▶ [What the task asks] Please copy every line below that contains the string "lines".

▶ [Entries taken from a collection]
[Start of Attachment]

use std::io::Write;

use colored::Colorize;

use crate::pipeline::events::ScanStatus;
use crate::report::{Report, ReportError, ReportRenderer};

const HEADER: [&str; 3] = ["[elapsed]", "[byte_count]", "[status]"];

/// Fixed-width console table with a throughput footer.
///
/// With `color` set, status cells are painted green, yellow or red after
/// padding, so escape codes never skew the column widths.
pub struct TableRenderer {
    pub color: bool,
}

impl ReportRenderer for TableRenderer {
    fn render(&self, report: &Report, out: &mut dyn Write) -> Result<(), ReportError> {
        let rows: Vec<[String; 3]> = report
            .rows
            .iter()
            .map(|row| match (row.status, row.elapsed_ms) {
                (ScanStatus::Matched, Some(ms)) => [
                    format!("{ms:.3} ms"),
                    row.byte_count.to_string(),
                    row.status.to_string(),
                ],
                _ => [String::new(), String::new(), row.status.to_string()],
            })
            .collect();
        let footer = [
            String::new(),
            "Average Bytes/ms".to_string(),
            report
                .average_bytes_per_ms
                .map(|avg| format!("{avg:.6}"))
                .unwrap_or_else(|| "n/a".to_string()),
        ];

        let mut widths = HEADER.map(str::len);
        for cells in rows.iter().chain(std::iter::once(&footer)) {
            for (width, cell) in widths.iter_mut().zip(cells) {
                *width = (*width).max(cell.len());
            }
        }

        let border = widths
            .iter()
            .map(|w| "-".repeat(w + 2))
            .collect::<Vec<_>>()
            .join("+");
        let border = format!("+{border}+");

        writeln!(out, "{border}")?;
        write_line(out, &widths, &HEADER.map(str::to_string))?;
        writeln!(out, "{border}")?;
        for (row, cells) in report.rows.iter().zip(&rows) {
            let status = self.color.then_some(row.status);
            write_status_line(out, &widths, cells, status)?;
        }
        writeln!(out, "{border}")?;
        write_line(out, &widths, &footer)?;
        writeln!(out, "{border}")?;
        out.flush()?;
        Ok(())
    }
}

fn write_line(
    out: &mut dyn Write,
    widths: &[usize; 3],
    cells: &[String; 3],
) -> std::io::Result<()> {
    write_status_line(out, widths, cells, None)
}

fn write_status_line(
    out: &mut dyn Write,
    widths: &[usize; 3],
    cells: &[String; 3],
    status: Option<ScanStatus>,
) -> std::io::Result<()> {
    write!(out, "|")?;
    for (column, (&width, cell)) in widths.iter().zip(cells).enumerate() {
        let padded = format!("{cell:<width$}");
        match status {
            Some(status) if column == cells.len() - 1 => {
                write!(out, " {} |", paint(status, &padded))?;
            }
            _ => write!(out, " {padded} |")?,
        }
    }
    writeln!(out)
}

fn paint(status: ScanStatus, text: &str) -> String {
    match status {
        ScanStatus::Matched => text.green().to_string(),
        ScanStatus::TimedOut => text.yellow().to_string(),
        ScanStatus::NotMatched => text.red().to_string(),
    }
}

#[cfg(test)]
mod tests {
    use super::*;
    use crate::pipeline::events::ScanResult;
    use std::time::Duration;

    fn render_with(results: &[ScanResult], color: bool) -> String {
        let report = Report::from_results(results);
        let mut out = Vec::new();
        TableRenderer { color }
            .render(&report, &mut out)
            .expect("render");
        String::from_utf8(out).expect("utf8")
    }

    fn render(results: &[ScanResult]) -> String {
        render_with(results, false)
    }

    #[test]
    fn renders_matched_and_unmatched_rows() {
        let text = render(&[
            ScanResult::not_matched(0, 10),
            ScanResult::matched(1, Duration::from_millis(5), 250),
        ]);
        let lines: Vec<&str> = text.lines().collect();
        assert_eq!(lines.len(), 8);
        assert!(lines[1].contains("[elapsed]"));
        assert!(lines[3].contains("5.000 ms"));
        assert!(lines[3].contains("250"));
        assert!(lines[3].contains("SUCCESS"));
        assert!(lines[4].contains("FAILURE"));
        assert!(!lines[4].contains("10"));
        assert!(lines[6].contains("Average Bytes/ms"));
        assert!(lines[6].contains("50.000000"));
        let width = lines[0].len();
        assert!(lines.iter().all(|l| l.len() == width));
    }

    #[test]
    fn footer_reports_undefined_average() {
        let text = render(&[ScanResult::timed_out(0)]);
        assert!(text.contains("n/a"));
        assert!(text.contains("TIMEOUT"));
    }

    #[test]
    fn colored_statuses_keep_columns_aligned() {
        colored::control::set_override(true);
        let results = [
            ScanResult::matched(0, Duration::from_millis(5), 250),
            ScanResult::timed_out(1),
            ScanResult::not_matched(2, 10),
        ];
        let text = render_with(&results, true);
        let plain = render(&results);

        assert!(text.contains("\x1b[32mSUCCESS"));
        assert!(text.contains("\x1b[33mTIMEOUT"));
        assert!(text.contains("\x1b[31mFAILURE"));

        // stripping the escape codes gives back the plain table
        let stripped = regex::Regex::new("\x1b\\[[0-9;]*m")
            .expect("regex")
            .replace_all(&text, "");
        assert_eq!(stripped.as_ref(), plain.as_str());
    }
}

[End of Attachment]

▶ [Answer section]
        let lines: Vec<&str> = text.lines().collect();
        assert_eq!(lines.len(), 8);
        assert!(lines[1].contains("[elapsed]"));
        assert!(lines[3].contains("5.000 ms"));
        assert!(lines[3].contains("250"));
        assert!(lines[3].contains("SUCCESS"));
        assert!(lines[4].contains("FAILURE"));
        assert!(!lines[4].contains("10"));
        assert!(lines[6].contains("Average Bytes/ms"));
        assert!(lines[6].contains("50.000000"));
        let width = lines[0].len();
        assert!(lines.iter().all(|l| l.len() == width));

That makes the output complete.